RECORDS TO PROCESS
// crates/testbed-harness/src/harness.rs
// ============================================================================
// Module: Fixture Harness
// Description: Composes database, bucket, and override fixtures around a test.
// Purpose: Provision isolated state, seed it, hand control to a test body,
//          and tear everything down exactly once in reverse order.
// Dependencies: testbed-core, testbed-store-sqlite, testbed-object-store,
//               rusqlite, axum, thiserror
// ============================================================================

//! ## Overview
//! The [`Harness`] is the fixture composer: it provisions the relational
//! schema and the object-store bucket, registers the real tenant resolver,
//! and stacks one teardown action per resource. Teardown runs exactly once —
//! on [`Harness::finish`] or, if the test body panicked, on drop — in
//! reverse acquisition order: overrides (via their own guards), then the
//! bucket (objects before the bucket itself), then the database (children
//! before parents, sequences restarted).
//!
//! ## Invariants
//! - Setup failures abort immediately; nothing retries.
//! - A harness owns its connection and store exclusively for its scope.
//! - Teardown failure is reported wholesale through [`Harness::finish`];
//!   the drop path is last-resort only.

// ============================================================================
// SECTION: Imports
// ============================================================================

use std::sync::Arc;
use std::sync::Mutex;

use axum::Extension;
use axum::Router;
use rusqlite::Connection;
use testbed_core::OverrideError;
use testbed_core::OverrideGuard;
use testbed_core::OverrideRegistry;
use testbed_core::Schema;
use testbed_core::SeedBatch;
use testbed_core::TeardownError;
use testbed_core::TeardownStack;
use testbed_object_store::BucketFixture;
use testbed_object_store::BucketStore;
use testbed_object_store::BucketStoreError;
use testbed_object_store::open_store;
use testbed_store_sqlite::StoreError;
use testbed_store_sqlite::clear;
use testbed_store_sqlite::create_all;
use testbed_store_sqlite::drop_all;
use testbed_store_sqlite::seed;
use thiserror::Error;

use crate::client::TestClient;
use crate::config::HarnessConfig;
use crate::config::HarnessConfigError;
use crate::events::FixtureEvent;
use crate::events::FixtureEventSink;
use crate::events::FixturePhase;
use crate::events::NoopEventSink;
use crate::tenant::HeaderTenantResolver;
use crate::tenant::SharedTenantResolver;
use crate::tenant::StaticTenantResolver;
use crate::tenant::TENANT_RESOLVER;
use crate::tenant::TenantContext;

// ============================================================================
// SECTION: Errors
// ============================================================================

/// Harness lifecycle errors.
#[derive(Debug, Error)]
pub enum HarnessError {
    /// Configuration failed validation.
    #[error(transparent)]
    Config(#[from] HarnessConfigError),
    /// Connection open or lock failure.
    #[error("database error: {0}")]
    Db(String),
    /// Database provisioning, seeding, or teardown failure.
    #[error(transparent)]
    Store(#[from] StoreError),
    /// Object-store provisioning or teardown failure.
    #[error(transparent)]
    Bucket(#[from] BucketStoreError),
    /// Override registry failure.
    #[error(transparent)]
    Override(#[from] OverrideError),
    /// Aggregate teardown failure.
    #[error(transparent)]
    Teardown(#[from] TeardownError),
}

// ============================================================================
// SECTION: Harness
// ============================================================================

/// Shared connection handle; teardown actions hold their own reference.
type SharedConnection = Arc<Mutex<Connection>>;

/// Composed fixture: database + bucket + overrides, torn down LIFO.
pub struct Harness {
    /// Exclusive database connection for this scope.
    conn: SharedConnection,
    /// Provisioned schema.
    schema: Schema,
    /// Provisioned bucket handle.
    bucket: BucketFixture,
    /// Dependency registry the test client resolves through.
    registry: OverrideRegistry,
    /// Teardown actions in acquisition order.
    teardown: TeardownStack,
    /// Lifecycle event sink.
    events: Arc<dyn FixtureEventSink>,
    /// Tenant identity granted by the real resolver.
    tenant: TenantContext,
    /// Token the real resolver accepts.
    token: String,
}

impl std::fmt::Debug for Harness {
    fn fmt(&self, f: &mut std::fmt::Formatter<'_>) -> std::fmt::Result {
        f.debug_struct("Harness")
            .field("tenant", &self.tenant)
            .field("bucket", &self.bucket.bucket())
            .field("pending_teardowns", &self.teardown.pending())
            .finish_non_exhaustive()
    }
}

impl Harness {
    /// Provisions a harness with events discarded.
    ///
    /// # Errors
    ///
    /// Returns [`HarnessError`] when any setup step fails; setup failures
    /// abort immediately.
    pub fn provision(config: &HarnessConfig, schema: Schema) -> Result<Self, HarnessError> {
        Self::provision_with_events(config, schema, Arc::new(NoopEventSink))
    }

    /// Provisions a harness, reporting lifecycle phases to `events`.
    ///
    /// Setup order is database, then bucket, then the real tenant resolver;
    /// teardown runs the reverse.
    ///
    /// # Errors
    ///
    /// Returns [`HarnessError`] when any setup step fails.
    pub fn provision_with_events(
        config: &HarnessConfig,
        schema: Schema,
        events: Arc<dyn FixtureEventSink>,
    ) -> Result<Self, HarnessError> {
        config.validate()?;
        let mut teardown = TeardownStack::new();

        // Database: drop residue, create fresh, clear rows and sequences.
        let mut raw = match &config.database.path {
            Some(path) => Connection::open(path),
            None => Connection::open_in_memory(),
        }
        .map_err(|err| HarnessError::Db(err.to_string()))?;
        raw.pragma_update(None, "foreign_keys", true)
            .map_err(|err| HarnessError::Db(err.to_string()))?;
        drop_all(&raw, &schema)?;
        create_all(&raw, &schema)?;
        clear(&mut raw, &schema)?;
        let conn: SharedConnection = Arc::new(Mutex::new(raw));
        events.record(FixtureEvent {
            phase: FixturePhase::Setup,
            resource: "database",
        });
        {
            let conn = Arc::clone(&conn);
            let schema = schema.clone();
            let events = Arc::clone(&events);
            teardown.push("database", move || {
                let mut guard =
                    conn.lock().map_err(|_| "connection lock poisoned".to_string())?;
                clear(&mut guard, &schema).map_err(|err| err.to_string())?;
                events.record(FixtureEvent {
                    phase: FixturePhase::Teardown,
                    resource: "database",
                });
                Ok(())
            });
        }

        // Bucket: probe first, create on NotFound; teardown empties it.
        let store = open_store(&config.object_store)?;
        let bucket = BucketFixture::provision(Arc::clone(&store), &config.object_store.bucket)?;
        events.record(FixtureEvent {
            phase: FixturePhase::Setup,
            resource: "bucket",
        });
        {
            let store: Arc<dyn BucketStore> = Arc::clone(&store);
            let name = config.object_store.bucket.clone();
            let events = Arc::clone(&events);
            teardown.push("bucket", move || {
                for key in store.list_keys(&name).map_err(|err| err.to_string())? {
                    store.delete_object(&name, &key).map_err(|err| err.to_string())?;
                }
                store.delete_bucket(&name).map_err(|err| err.to_string())?;
                events.record(FixtureEvent {
                    phase: FixturePhase::Teardown,
                    resource: "bucket",
                });
                Ok(())
            });
        }

        // Real tenant resolver; tests substitute through the registry.
        let registry = OverrideRegistry::new();
        let tenant = TenantContext::new(&config.tenant.name);
        let real: SharedTenantResolver =
            Arc::new(HeaderTenantResolver::new(tenant.clone(), &config.tenant.token));
        registry.register(TENANT_RESOLVER, Arc::new(real))?;

        Ok(Self {
            conn,
            schema,
            bucket,
            registry,
            teardown,
            events,
            tenant,
            token: config.tenant.token.clone(),
        })
    }

    /// Merges a seed batch by primary key and commits once.
    ///
    /// # Errors
    ///
    /// Returns [`HarnessError`] when validation or a statement fails.
    pub fn seed(&self, batch: &SeedBatch) -> Result<(), HarnessError> {
        let mut guard =
            self.conn.lock().map_err(|_| HarnessError::Db("connection lock poisoned".to_string()))?;
        seed(&mut guard, &self.schema, batch)?;
        Ok(())
    }

    /// Writes an object into the fixture bucket, overwriting any prior body.
    ///
    /// # Errors
    ///
    /// Returns [`HarnessError::Bucket`] on backend failure.
    pub fn put_object(&self, key: &str, body: Vec<u8>) -> Result<(), HarnessError> {
        self.bucket.put_object(key, body)?;
        Ok(())
    }

    /// Returns the provisioned schema.
    #[must_use]
    pub const fn schema(&self) -> &Schema {
        &self.schema
    }

    /// Returns the shared connection handle.
    #[must_use]
    pub fn connection(&self) -> SharedConnection {
        Arc::clone(&self.conn)
    }

    /// Returns the provisioned bucket handle.
    #[must_use]
    pub const fn bucket(&self) -> &BucketFixture {
        &self.bucket
    }

    /// Returns the dependency registry.
    #[must_use]
    pub const fn registry(&self) -> &OverrideRegistry {
        &self.registry
    }

    /// Returns the tenant the real resolver grants.
    #[must_use]
    pub const fn tenant(&self) -> &TenantContext {
        &self.tenant
    }

    /// Returns the token the real resolver accepts.
    #[must_use]
    pub fn token(&self) -> &str {
        &self.token
    }

    /// Substitutes a fixed tenant for the scope of the returned guard.
    ///
    /// Dropping the guard restores the real header resolver, on every exit
    /// path.
    ///
    /// # Errors
    ///
    /// Returns [`HarnessError`] when the registry is unavailable.
    pub fn override_tenant(&self, name: &str) -> Result<OverrideGuard, HarnessError> {
        let substitute: SharedTenantResolver =
            Arc::new(StaticTenantResolver::new(TenantContext::new(name)));
        let guard = self.registry.override_with(TENANT_RESOLVER, Arc::new(substitute))?;
        self.events.record(FixtureEvent {
            phase: FixturePhase::Setup,
            resource: "override",
        });
        Ok(guard)
    }

    /// Wraps a router into an in-process client wired to this harness.
    ///
    /// The harness registry rides along as an extension, so handlers resolve
    /// the tenant through whichever resolver is currently installed.
    #[must_use]
    pub fn client(&self, router: Router) -> TestClient {
        TestClient::new(router.layer(Extension(self.registry.clone())))
    }

    /// Runs teardown now, surfacing any failures.
    ///
    /// A harness that is instead dropped still tears down, but failures on
    /// that path have no caller to report to.
    ///
    /// # Errors
    ///
    /// Returns [`HarnessError::Teardown`] listing every failed action.
    pub fn finish(mut self) -> Result<(), HarnessError> {
        self.teardown.run()?;
        Ok(())
    }
}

WHAT IS BEING ASKED
Whenever the string "order" shows up on a line of the listing, copy that line.

REPLY TO THE EXERCISE
//          and tear everything down exactly once in reverse order.
//! reverse acquisition order: overrides (via their own guards), then the
    /// Teardown actions in acquisition order.
    /// Setup order is database, then bucket, then the real tenant resolver;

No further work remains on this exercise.